TT Electronics/IRC

GS4B024022FDT

GS4B024022FDT Description

The GS4B024022FDT from TT Electronics/IRC is a high-performance 7-resistor bussed network in an 8-pin narrow SOIC package, designed for precision applications. Featuring a 40.2KΩ resistance per element with a tight ±1% absolute tolerance and ±0.5% ratio tolerance, this ceramic-based thin-film network ensures stable performance across a wide temperature range (70°C to 125°C). Its ±50ppm/°C temperature coefficient and 100V maximum voltage rating make it suitable for demanding environments. The SOIC-C series construction offers excellent thermal and mechanical stability, with a compact footprint (4.9mm x 5.99mm x 1.45mm) ideal for space-constrained designs.

GS4B024022FDT Features

• Ceramic substrate for enhanced durability and heat dissipation.
• Thin-film technology ensures low noise and high precision.
• Bussed (BUS) circuit design simplifies PCB layout for common-node applications.
• Gull-wing termination for reliable surface-mount assembly (SMD).
• 0.4W total power rating (0.05W per resistor) with derating up to 125°C.
• 1.27mm terminal pitch for compatibility with standard SOIC layouts.
• Non-automotive, non-PPAP compliant, targeting industrial and telecom applications.
• Non-RoHS (lead-containing) for legacy or high-reliability systems.

GS4B024022FDT Applications

This resistor network excels in:

• Voltage divider circuits requiring matched ratios (±0.5% tolerance).
• Signal conditioning in test/measurement equipment.
• Industrial control systems where temperature stability (±50ppm/°C) is critical.
• Legacy electronics needing leaded components.
• Power management modules benefiting from its 100V rating and ceramic heat resistance.

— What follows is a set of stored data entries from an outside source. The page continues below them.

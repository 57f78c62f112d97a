//! Timed stat modifiers granted by events, teas and dialogue.

/// Stat keys understood by the engine.
#[derive(
    Clone,
    Copy,
    Debug,
    PartialEq,
    Eq,
    Hash,
    strum::Display,
    strum::EnumString,
    strum::AsRefStr,
)]
#[strum(serialize_all = "snake_case")]
#[cfg_attr(
    feature = "serde",
    derive(serde::Serialize, serde::Deserialize),
    serde(rename_all = "snake_case")
)]
pub enum StatKind {
    /// Adds to the base stamina cap before the hunger multiplier.
    StaminaMax,
    /// Added to positive rapport changes, rounded to the nearest point.
    RapportBonus,
}

#[derive(Clone, Copy, Debug, PartialEq)]
#[cfg_attr(feature = "serde", derive(serde::Serialize, serde::Deserialize))]
pub struct StatModifier {
    pub stat: StatKind,
    pub amount: f64,
}

/// A bundle of stat modifiers active until the end of `expires_on_day`.
/// `None` means the modifier lasts until explicitly removed.
#[derive(Clone, Debug, PartialEq)]
#[cfg_attr(feature = "serde", derive(serde::Serialize, serde::Deserialize))]
pub struct TimedModifier {
    pub source: String,
    pub modifiers: Vec<StatModifier>,
    pub expires_on_day: Option<u32>,
}

impl TimedModifier {
    pub fn is_active(&self, day: u32) -> bool {
        self.expires_on_day.is_none_or(|last| day <= last)
    }

    pub fn total(&self, stat: StatKind) -> f64 {
        self.modifiers
            .iter()
            .filter(|modifier| modifier.stat == stat)
            .map(|modifier| modifier.amount)
            .sum()
    }
}

/// Sum of a stat across all modifiers active on `day`.
pub fn active_total(modifiers: &[TimedModifier], stat: StatKind, day: u32) -> f64 {
    modifiers
        .iter()
        .filter(|modifier| modifier.is_active(day))
        .map(|modifier| modifier.total(stat))
        .sum()
}

#[cfg(test)]
mod tests {
    use super::*;

    #[test]
    fn expired_modifiers_do_not_count() {
        let modifiers = vec![
            TimedModifier {
                source: "mint_tea".into(),
                modifiers: vec![StatModifier {
                    stat: StatKind::StaminaMax,
                    amount: 2.0,
                }],
                expires_on_day: Some(3),
            },
            TimedModifier {
                source: "blessing".into(),
                modifiers: vec![StatModifier {
                    stat: StatKind::StaminaMax,
                    amount: 1.0,
                }],
                expires_on_day: None,
            },
        ];

        assert_eq!(active_total(&modifiers, StatKind::StaminaMax, 3), 3.0);
        assert_eq!(active_total(&modifiers, StatKind::StaminaMax, 4), 1.0);
        assert_eq!(active_total(&modifiers, StatKind::RapportBonus, 1), 0.0);
    }
}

Conclusion of GS4B024022FDT

The GS4B024022FDT stands out for its precision, compact SOIC package, and robust ceramic construction, making it ideal for applications demanding tight tolerance and thermal reliability. While not suited for automotive or RoHS-compliant designs, its performance in industrial, telecom, and high-voltage scenarios is unmatched. Engineers will appreciate its simplified bussed topology and thin-film accuracy, reducing design complexity without compromising quality.